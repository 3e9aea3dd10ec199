//! Configuration management for flightdelays.
//!
//! This module provides configuration loading and validation using figment,
//! supporting TOML config files, environment variables, and defaults.

use std::net::SocketAddr;
use std::path::PathBuf;

use figment::{
    providers::{Env, Format, Serialized, Toml},
    Figment,
};
use serde::{Deserialize, Serialize};

use crate::error::{Error, Result};

/// Default configuration file name.
const CONFIG_FILE_NAME: &str = "config.toml";

/// Default application directory name.
const APP_DIR_NAME: &str = "flightdelays";

/// Default database file, relative to the working directory.
const DATABASE_FILE_NAME: &str = "flights.sqlite3";

/// Prefix for environment variable overrides.
const ENV_PREFIX: &str = "FLIGHTDELAYS_";

/// Application configuration.
///
/// Configuration is loaded from (in order of precedence, highest first):
/// 1. Environment variables (prefixed with `FLIGHTDELAYS_`, sections split by `__`)
/// 2. TOML config file at `~/.config/flightdelays/config.toml`
/// 3. Default values
#[derive(Debug, Clone, Default, PartialEq, Serialize, Deserialize)]
#[serde(default)]
pub struct Config {
    /// Storage configuration.
    pub storage: StorageConfig,
    /// HTTP server configuration.
    pub server: ServerConfig,
    /// Chart and map output configuration.
    pub render: RenderConfig,
}

/// Storage-related configuration.
#[derive(Debug, Clone, Default, PartialEq, Serialize, Deserialize)]
#[serde(default)]
pub struct StorageConfig {
    /// Path to the flights database.
    /// Defaults to `flights.sqlite3` in the working directory.
    pub database_path: Option<PathBuf>,
}

/// HTTP server configuration.
#[derive(Debug, Clone, PartialEq, Serialize, Deserialize)]
#[serde(default)]
pub struct ServerConfig {
    /// Address to bind.
    pub host: String,
    /// Port to listen on.
    pub port: u16,
}

/// Chart and map output configuration.
#[derive(Debug, Clone, PartialEq, Serialize, Deserialize)]
#[serde(default)]
pub struct RenderConfig {
    /// Directory rendered charts and maps are written to.
    /// Defaults to `~/.local/share/flightdelays`.
    pub output_dir: Option<PathBuf>,
    /// Open rendered artifacts in the default viewer.
    pub open_viewer: bool,
    /// Chart width in pixels.
    pub chart_width: u32,
    /// Chart height in pixels.
    pub chart_height: u32,
    /// File name of the route map document.
    pub map_file_name: String,
}

impl Default for ServerConfig {
    fn default() -> Self {
        Self {
            host: "127.0.0.1".to_string(),
            port: 5025,
        }
    }
}

impl Default for RenderConfig {
    fn default() -> Self {
        Self {
            output_dir: None, // Resolved at runtime
            open_viewer: true,
            chart_width: 1200,
            chart_height: 600,
            map_file_name: "delayed_routes_map.html".to_string(),
        }
    }
}

impl Config {
    /// Load configuration from all sources, reading the TOML file from
    /// `config_path` or the default location.
    ///
    /// # Errors
    ///
    /// Returns an error if configuration loading or parsing fails.
    pub fn load_from(config_path: Option<PathBuf>) -> Result<Self> {
        let config_file = config_path.unwrap_or_else(Self::default_config_path);

        let figment = Figment::new()
            .merge(Serialized::defaults(Config::default()))
            .merge(Toml::file(&config_file))
            .merge(Env::prefixed(ENV_PREFIX).split("__"));

        let config: Config = figment.extract()?;
        config.validate()?;
        Ok(config)
    }

    /// Get the default configuration file path.
    #[must_use]
    pub fn default_config_path() -> PathBuf {
        dirs::config_dir()
            .unwrap_or_else(|| PathBuf::from(".config"))
            .join(APP_DIR_NAME)
            .join(CONFIG_FILE_NAME)
    }

    /// Get the default output directory.
    #[must_use]
    pub fn default_output_dir() -> PathBuf {
        dirs::data_local_dir()
            .unwrap_or_else(|| PathBuf::from(".local/share"))
            .join(APP_DIR_NAME)
    }

    /// Validate the configuration.
    ///
    /// # Errors
    ///
    /// Returns an error if any configuration values are invalid.
    pub fn validate(&self) -> Result<()> {
        if self.render.chart_width == 0 || self.render.chart_height == 0 {
            return Err(Error::ConfigValidation {
                message: format!(
                    "chart dimensions must be greater than 0 (got {}x{})",
                    self.render.chart_width, self.render.chart_height
                ),
            });
        }

        let map_file = std::path::Path::new(&self.render.map_file_name);
        let is_html = map_file
            .extension()
            .is_some_and(|ext| ext.eq_ignore_ascii_case("html"));
        if !is_html || map_file.components().count() != 1 {
            return Err(Error::ConfigValidation {
                message: format!(
                    "map_file_name must be a plain .html file name, got {:?}",
                    self.render.map_file_name
                ),
            });
        }

        self.bind_address()?;
        Ok(())
    }

    /// Get the database path, resolving defaults if not set.
    #[must_use]
    pub fn database_path(&self) -> PathBuf {
        self.storage
            .database_path
            .clone()
            .unwrap_or_else(|| PathBuf::from(DATABASE_FILE_NAME))
    }

    /// Get the output directory, resolving defaults if not set.
    #[must_use]
    pub fn output_dir(&self) -> PathBuf {
        self.render
            .output_dir
            .clone()
            .unwrap_or_else(Self::default_output_dir)
    }

    /// Get the full path of the route map document.
    #[must_use]
    pub fn map_path(&self) -> PathBuf {
        self.output_dir().join(&self.render.map_file_name)
    }

    /// Parse the configured host and port into a socket address.
    ///
    /// # Errors
    ///
    /// Returns an error if the host is not an IP address.
    pub fn bind_address(&self) -> Result<SocketAddr> {
        format!("{}:{}", self.server.host, self.server.port)
            .parse::<SocketAddr>()
            .or_else(|_| {
                format!("[{}]:{}", self.server.host, self.server.port).parse::<SocketAddr>()
            })
            .map_err(|_| Error::ConfigValidation {
                message: format!("server.host is not an IP address: {}", self.server.host),
            })
    }
}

- _The task_
Reply with a number only, showing how many lines of the material contain the word "impl".

- _Task response_
3